Among the lines below, count those with "future". Give the total alone.
--- START ---
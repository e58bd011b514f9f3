//! Key construction for all six key families.

use crate::tuple::{pack_tuple, TupleElement};
use byteorder::{BigEndian, WriteBytesExt};
use tsdb_core::MetricId;

/// Value key family tag.
pub const TAG_VALUE: u8 = 0x01;
/// Meta key family tag.
pub const TAG_META: u8 = 0x02;
/// Meta-Info key family tag.
pub const TAG_META_INFO: u8 = 0x04;
/// Descriptor key family tag (tuple-packed).
pub const TAG_DESCRIPTOR: u8 = 5;
/// ID counter key family tag (tuple-packed).
pub const TAG_ID_COUNTER: u8 = 6;
/// Dashboard key family tag (tuple-packed).
pub const TAG_DASHBOARD: u8 = 7;

/// `0x01 ‖ metric_id:BE32 ‖ slot:BE32`.
pub fn value_key(metric_id: MetricId, slot: u32) -> Vec<u8> {
    let mut key = Vec::with_capacity(9);
    key.push(TAG_VALUE);
    key.write_u32::<BigEndian>(metric_id).unwrap();
    key.write_u32::<BigEndian>(slot).unwrap();
    key
}

/// `0x01 ‖ metric_id:BE32`, the common prefix of every slot belonging to
/// one metric. Used to build scan bounds.
pub fn value_key_prefix(metric_id: MetricId) -> Vec<u8> {
    let mut key = Vec::with_capacity(5);
    key.push(TAG_VALUE);
    key.write_u32::<BigEndian>(metric_id).unwrap();
    key
}

/// Inclusive/exclusive scan bounds `[value_key(metric_id, start_slot),
/// value_key(metric_id, end_slot_exclusive))` for one contiguous segment
/// of slots within a metric's ring.
pub fn value_key_range(metric_id: MetricId, start_slot: u32, end_slot_exclusive: u32) -> (Vec<u8>, Vec<u8>) {
    (value_key(metric_id, start_slot), value_key(metric_id, end_slot_exclusive))
}

/// `0x02 ‖ metric_id:BE32`.
pub fn meta_key(metric_id: MetricId) -> Vec<u8> {
    let mut key = Vec::with_capacity(5);
    key.push(TAG_META);
    key.write_u32::<BigEndian>(metric_id).unwrap();
    key
}

/// `0x04 ‖ metric_id:BE32`.
pub fn meta_info_key(metric_id: MetricId) -> Vec<u8> {
    let mut key = Vec::with_capacity(5);
    key.push(TAG_META_INFO);
    key.write_u32::<BigEndian>(metric_id).unwrap();
    key
}

/// `(5, name, [(k,v), …])` with tag pairs already sorted by key.
pub fn descriptor_key(name: &str, sorted_tags: &[(String, String)]) -> Vec<u8> {
    pack_tuple(
        TAG_DESCRIPTOR,
        &[
            TupleElement::Str(name),
            TupleElement::Pairs(sorted_tags),
        ],
    )
}

/// `(6,)`.
pub fn id_counter_key() -> Vec<u8> {
    pack_tuple(TAG_ID_COUNTER, &[])
}

/// `(7, slug)`.
pub fn dashboard_key(slug: &str) -> Vec<u8> {
    pack_tuple(TAG_DASHBOARD, &[TupleElement::Str(slug)])
}

/// Scan bounds `[meta_key(0), meta_key(u32::MAX)]` covering every metric's
/// Meta record, used by the Descriptor Catalog's linear `find` scan.
pub fn meta_key_full_range() -> (Vec<u8>, Vec<u8>) {
    let start = meta_key(0);
    let mut end = meta_key(u32::MAX);
    end.push(0xff);
    (start, end)
}

#[cfg(test)]
mod tests {
    use super::*;

    #[test]
    fn value_key_is_nine_bytes_and_be_ordered() {
        let a = value_key(1, 0);
        let b = value_key(1, 1);
        let c = value_key(2, 0);
        assert_eq!(a.len(), 9);
        assert!(a < b);
        assert!(b < c);
    }

    #[test]
    fn meta_and_value_keys_never_collide() {
        assert_ne!(meta_key(1)[0], value_key(1, 0)[0]);
    }

    #[test]
    fn descriptor_key_is_deterministic() {
        let tags = vec![("env".to_string(), "qa".to_string())];
        assert_eq!(descriptor_key("foo", &tags), descriptor_key("foo", &tags));
        assert_ne!(descriptor_key("foo", &tags), descriptor_key("bar", &tags));
    }
}
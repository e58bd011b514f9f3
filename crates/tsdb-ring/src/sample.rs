use tsdb_core::MetricType;

/// One decoded, in-range sample.
#[derive(Debug, Clone, Copy, PartialEq)]
pub struct Sample {
    /// Reconstructed from the stored window: `window * step`.
    pub ts: i64,
    /// The raw stored value.
    pub value: f32,
    /// Gauge or counter, from the metric's Meta record.
    pub metric_type: MetricType,
}
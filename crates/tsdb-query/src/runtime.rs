//! Bridges DataFusion's `async` planning/execution API to the
//! synchronous-per-call contract the rest of the core presents.
//!
//! A single background Tokio runtime is constructed once, lazily, and
//! every [`crate::QueryEngine::run_sql`] call blocks on it. There is no
//! per-call runtime construction and no executor thread visible to
//! callers beyond this blocking call.

use once_cell::sync::Lazy;
use std::future::Future;
use tokio::runtime::Runtime;

static RUNTIME: Lazy<Runtime> = Lazy::new(|| {
    Runtime::new().expect("failed to start the query engine's background runtime")
});

/// Run `future` to completion on the shared runtime, blocking the caller.
pub fn block_on<F: Future>(future: F) -> F::Output {
    RUNTIME.block_on(future)
}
--- END ---
• Exercise answer:
4